Multiple myeloma with primary amyloidosis presenting with digestive symptoms: A case report and literature review

Arab J Gastroenterol. 2020 Mar;21(1):54-58. doi: 10.1016/j.ajg.2020.01.002. Epub 2020 Feb 20.

Abstract

We present a case of multiple myeloma with primary systemic amyloidosis presenting with digestive symptoms in a 32-year-old male. Initial symptoms included upper abdominal discomfort for 4 months, and stool with mucous and blood for 1 month. Erosive gastritis, Helicobacter pylori infection, haematochezia, and weight loss were noted, but without bone pain, anaemia, or hypercalcaemia. Bone marrow examination showed 18.5% mature monoclonal plasma cells that were λ light chain protein and CD38 positive. Three courses of 28-day PTD therapy (i.e., bortezomib, dexamethasone, and thalidomide) were administered.

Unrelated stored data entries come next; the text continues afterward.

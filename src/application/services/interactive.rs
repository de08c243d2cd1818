//! Interactive admin creation loop

use std::sync::Arc;

use tracing::{debug, instrument};

use crate::application::services::ProvisioningService;
use crate::application::{ApplicationError, ApplicationResult};
use crate::domain::{optional, AdminRecord, ProvisionOutcome};
use crate::infrastructure::traits::Prompter;

pub const PROMPT_EMAIL: &str = "Enter admin email:";
pub const PROMPT_NAME: &str = "Enter admin name:";
pub const PROMPT_ROLE: &str = "Enter admin role:";
pub const PROMPT_PHONE: &str = "Enter admin phone (optional, press Enter to skip):";
pub const PROMPT_ANOTHER: &str = "Do you want to create another admin? (yes/no):";

/// Only an explicit "yes" (any case) continues the loop.
pub fn wants_another(answer: &str) -> bool {
    answer.trim().eq_ignore_ascii_case("yes")
}

/// Prompts for one record at a time and provisions it.
pub struct InteractiveService {
    prompter: Arc<dyn Prompter>,
    provisioning: ProvisioningService,
}

impl InteractiveService {
    pub fn new(prompter: Arc<dyn Prompter>, provisioning: ProvisioningService) -> Self {
        Self {
            prompter,
            provisioning,
        }
    }

    /// Run until the operator declines to continue or input ends.
    ///
    /// Returns the number of provisioning attempts.
    #[instrument(skip_all)]
    pub fn run<F>(&self, mut on_outcome: F) -> ApplicationResult<usize>
    where
        F: FnMut(&AdminRecord, &ProvisionOutcome),
    {
        let mut attempts = 0;
        loop {
            let Some(record) = self.read_record()? else {
                debug!("input closed while reading record");
                break;
            };

            let outcome = self.provisioning.provision_one(&record);
            attempts += 1;
            on_outcome(&record, &outcome);

            let another = self.ask(PROMPT_ANOTHER)?;
            if !another.as_deref().is_some_and(wants_another) {
                break;
            }
        }
        Ok(attempts)
    }

    /// Collect one record; None when input ends first.
    fn read_record(&self) -> ApplicationResult<Option<AdminRecord>> {
        let Some(email) = self.ask_required(PROMPT_EMAIL)? else {
            return Ok(None);
        };
        let Some(name) = self.ask_required(PROMPT_NAME)? else {
            return Ok(None);
        };
        let Some(role) = self.ask_required(PROMPT_ROLE)? else {
            return Ok(None);
        };
        let Some(phone) = self.ask(PROMPT_PHONE)? else {
            return Ok(None);
        };

        Ok(Some(AdminRecord {
            email,
            name,
            role,
            phone: optional(Some(&phone)),
        }))
    }

    /// Re-ask until a non-blank answer arrives.
    fn ask_required(&self, prompt: &str) -> ApplicationResult<Option<String>> {
        loop {
            match self.ask(prompt)? {
                None => return Ok(None),
                Some(answer) => {
                    if let Some(value) = optional(Some(&answer)) {
                        return Ok(Some(value));
                    }
                }
            }
        }
    }

    fn ask(&self, prompt: &str) -> ApplicationResult<Option<String>> {
        self.prompter
            .ask(prompt)
            .map_err(|e| ApplicationError::OperationFailed {
                context: "read interactive input".to_string(),
                source: Box::new(e),
            })
    }
}

#[cfg(test)]
mod tests {
    use super::*;
    use rstest::rstest;

    #[rstest]
    #[case("yes", true)]
    #[case("YES", true)]
    #[case("  Yes \n", true)]
    #[case("y", false)]
    #[case("no", false)]
    #[case("", false)]
    fn given_answer_when_checking_continuation_then_only_yes_continues(
        #[case] answer: &str,
        #[case] expected: bool,
    ) {
        assert_eq!(wants_another(answer), expected);
    }
}
//! Blocking Duo Admin API client

use chrono::Utc;
use reqwest::blocking::Client;
use reqwest::header::{AUTHORIZATION, CONTENT_TYPE, DATE};
use reqwest::Method;
use serde::de::DeserializeOwned;
use serde::Deserialize;
use serde_json::Value;
use tracing::{debug, instrument, warn};

use super::signing;
use crate::application::{ApplicationError, ApplicationResult};
use crate::domain::{AdminId, AdminRecord, Credentials, Phone, User};
use crate::infrastructure::error::ApiError;
use crate::infrastructure::traits::AdminApi;

/// Admins collection endpoint.
pub const ADMINS_PATH: &str = "/admin/v1/admins";

/// Users collection endpoint.
pub const USERS_PATH: &str = "/admin/v1/users";

/// The API still requires a password on admin creation; login uses the activation link.
pub const PLACEHOLDER_PASSWORD: &str = "dummy_password";

/// Largest page size the users endpoint accepts.
pub const MAX_PAGE_LIMIT: u32 = 300;

/// Path of the activation-link-by-email endpoint for one admin.
pub fn activation_email_path(admin_id: &AdminId) -> String {
    format!(
        "{}/{}/activation_link/email",
        ADMINS_PATH,
        signing::encode(admin_id.as_str())
    )
}

/// Response envelope shared by all Admin API endpoints.
#[derive(Debug, Deserialize)]
struct Envelope {
    stat: String,
    #[serde(default)]
    response: Option<Value>,
    #[serde(default)]
    metadata: Option<Metadata>,
    #[serde(default)]
    code: Option<i64>,
    #[serde(default)]
    message: Option<String>,
    #[serde(default)]
    message_detail: Option<String>,
}

#[derive(Debug, Default, Deserialize)]
struct Metadata {
    #[serde(default)]
    next_offset: Option<Value>,
}

#[derive(Debug, Deserialize)]
struct CreatedAdmin {
    admin_id: String,
}

#[derive(Debug, Deserialize)]
struct UserDto {
    username: String,
    #[serde(default)]
    phones: Vec<PhoneDto>,
}

#[derive(Debug, Deserialize)]
struct PhoneDto {
    #[serde(default)]
    number: Option<String>,
    #[serde(default, rename = "type")]
    phone_type: Option<String>,
    #[serde(default)]
    platform: Option<String>,
}

impl From<UserDto> for User {
    fn from(dto: UserDto) -> Self {
        Self {
            username: dto.username,
            phones: dto
                .phones
                .into_iter()
                .map(|p| Phone {
                    number: p.number.unwrap_or_default(),
                    phone_type: p.phone_type.unwrap_or_default(),
                    platform: p.platform.unwrap_or_default(),
                })
                .collect(),
        }
    }
}

/// Signed, single-attempt client for the Duo Admin API.
pub struct DuoAdminClient {
    http: Client,
    credentials: Credentials,
    base_url: String,
    page_limit: u32,
}

impl DuoAdminClient {
    /// Client for `https://<api_host>`.
    pub fn new(credentials: Credentials, page_limit: u32) -> Result<Self, ApiError> {
        let base_url = format!("https://{}", credentials.api_host);
        Self::with_base_url(credentials, base_url, page_limit)
    }

    /// Client for an explicit base URL; the signature still uses `api_host`.
    pub fn with_base_url(
        credentials: Credentials,
        base_url: impl Into<String>,
        page_limit: u32,
    ) -> Result<Self, ApiError> {
        let http = Client::builder()
            .user_agent(concat!("duo-admin/", env!("CARGO_PKG_VERSION")))
            .build()?;
        Ok(Self {
            http,
            credentials,
            base_url: base_url.into().trim_end_matches('/').to_string(),
            page_limit: page_limit.clamp(1, MAX_PAGE_LIMIT),
        })
    }

    /// Perform one signed call and unwrap the response envelope.
    fn call<T: DeserializeOwned>(
        &self,
        method: Method,
        path: &str,
        params: &[(&str, String)],
    ) -> Result<(T, Metadata), ApiError> {
        let canon = signing::canonical_params(params);
        let date = signing::request_date(Utc::now());
        let auth = signing::authorization(&self.credentials, &date, method.as_str(), path, &canon);

        // GET/DELETE carry params in the query string, everything else in a form body
        let in_query = method == Method::GET || method == Method::DELETE;
        let url = if in_query && !canon.is_empty() {
            format!("{}{}?{}", self.base_url, path, canon)
        } else {
            format!("{}{}", self.base_url, path)
        };

        let mut request = self
            .http
            .request(method.clone(), &url)
            .header(DATE, &date)
            .header(AUTHORIZATION, auth);
        if !in_query {
            request = request
                .header(CONTENT_TYPE, "application/x-www-form-urlencoded")
                .body(canon);
        }

        debug!("{} {}", method, path);
        let response = request.send()?;
        let status = response.status();
        let body = response.text()?;

        let envelope: Envelope = match serde_json::from_str(&body) {
            Ok(envelope) => envelope,
            Err(e) if status.is_success() => return Err(ApiError::Decode(e.to_string())),
            Err(_) => {
                return Err(ApiError::Status {
                    status: status.as_u16(),
                    body,
                })
            }
        };

        if envelope.stat != "OK" {
            return Err(ApiError::Api {
                code: envelope.code.unwrap_or_else(|| i64::from(status.as_u16())),
                message: envelope.message.unwrap_or_else(|| envelope.stat.clone()),
                detail: envelope.message_detail,
            });
        }

        let response = envelope.response.unwrap_or(Value::Null);
        let parsed = serde_json::from_value(response).map_err(|e| ApiError::Decode(e.to_string()))?;
        Ok((parsed, envelope.metadata.unwrap_or_default()))
    }

    fn create_params(record: &AdminRecord) -> Vec<(&'static str, String)> {
        let mut params = vec![
            ("email", record.email.clone()),
            ("name", record.name.clone()),
            ("role", record.role.clone()),
            ("password", PLACEHOLDER_PASSWORD.to_string()),
        ];
        if let Some(phone) = &record.phone {
            params.push(("phone", phone.clone()));
        }
        params
    }
}

impl AdminApi for DuoAdminClient {
    #[instrument(skip(self, record), fields(email = %record.email, role = %record.role))]
    fn create_admin(&self, record: &AdminRecord) -> ApplicationResult<AdminId> {
        let params = Self::create_params(record);
        let (created, _): (CreatedAdmin, _) = self
            .call(Method::POST, ADMINS_PATH, &params)
            .map_err(|e| ApplicationError::RemoteCreate {
                reason: e.to_string(),
            })?;
        debug!("created admin_id={}", created.admin_id);
        Ok(AdminId::new(created.admin_id))
    }

    #[instrument(skip(self))]
    fn send_activation_email(&self, admin_id: &AdminId) -> ApplicationResult<()> {
        let path = activation_email_path(admin_id);
        let _: (Value, _) = self.call(Method::POST, &path, &[]).map_err(|e| {
            ApplicationError::RemoteActivation {
                admin_id: admin_id.clone(),
                reason: e.to_string(),
            }
        })?;
        Ok(())
    }

    #[instrument(skip(self))]
    fn list_users_with_phones(&self) -> ApplicationResult<Vec<User>> {
        let mut users = Vec::new();
        let mut offset: u64 = 0;

        loop {
            let params = [
                ("limit", self.page_limit.to_string()),
                ("offset", offset.to_string()),
            ];
            let (page, metadata): (Vec<UserDto>, _) = self
                .call(Method::GET, USERS_PATH, &params)
                .map_err(|e| ApplicationError::RemoteList {
                    reason: e.to_string(),
                })?;
            debug!("fetched {} users at offset {}", page.len(), offset);
            users.extend(page.into_iter().map(User::from));

            match metadata.next_offset.as_ref().and_then(Value::as_u64) {
                Some(next) if next > offset => offset = next,
                Some(next) => {
                    warn!("ignoring non-advancing next_offset {} (offset {})", next, offset);
                    break;
                }
                None => break,
            }
        }

        Ok(users)
    }
}

#[cfg(test)]
mod tests {
    use super::*;

    #[test]
    fn given_record_without_phone_when_building_params_then_phone_omitted() {
        let record = AdminRecord {
            email: "a@x.com".into(),
            name: "A".into(),
            role: "Owner".into(),
            phone: None,
        };
        let params = DuoAdminClient::create_params(&record);
        assert!(params.iter().all(|(k, _)| *k != "phone"));
        assert!(params
            .iter()
            .any(|(k, v)| *k == "password" && v == PLACEHOLDER_PASSWORD));
    }

    #[test]
    fn given_admin_id_when_building_activation_path_then_id_is_embedded() {
        assert_eq!(
            activation_email_path(&AdminId::new("DEABC123")),
            "/admin/v1/admins/DEABC123/activation_link/email"
        );
    }
}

Gastrointestinal symptoms and laboratory parameters improved. Post-treatment follow-up showed 0.5% plasma cells with normal morphology in bone marrow, urine λ light chain 10.1 mg/L, and negative M protein. Nevertheless, the patient died of multiple organ system failure 8 months after treatment. CONCLUSIONS: Amyloidosis is an uncommon finding in patients with multiple myeloma, especially in younger individuals.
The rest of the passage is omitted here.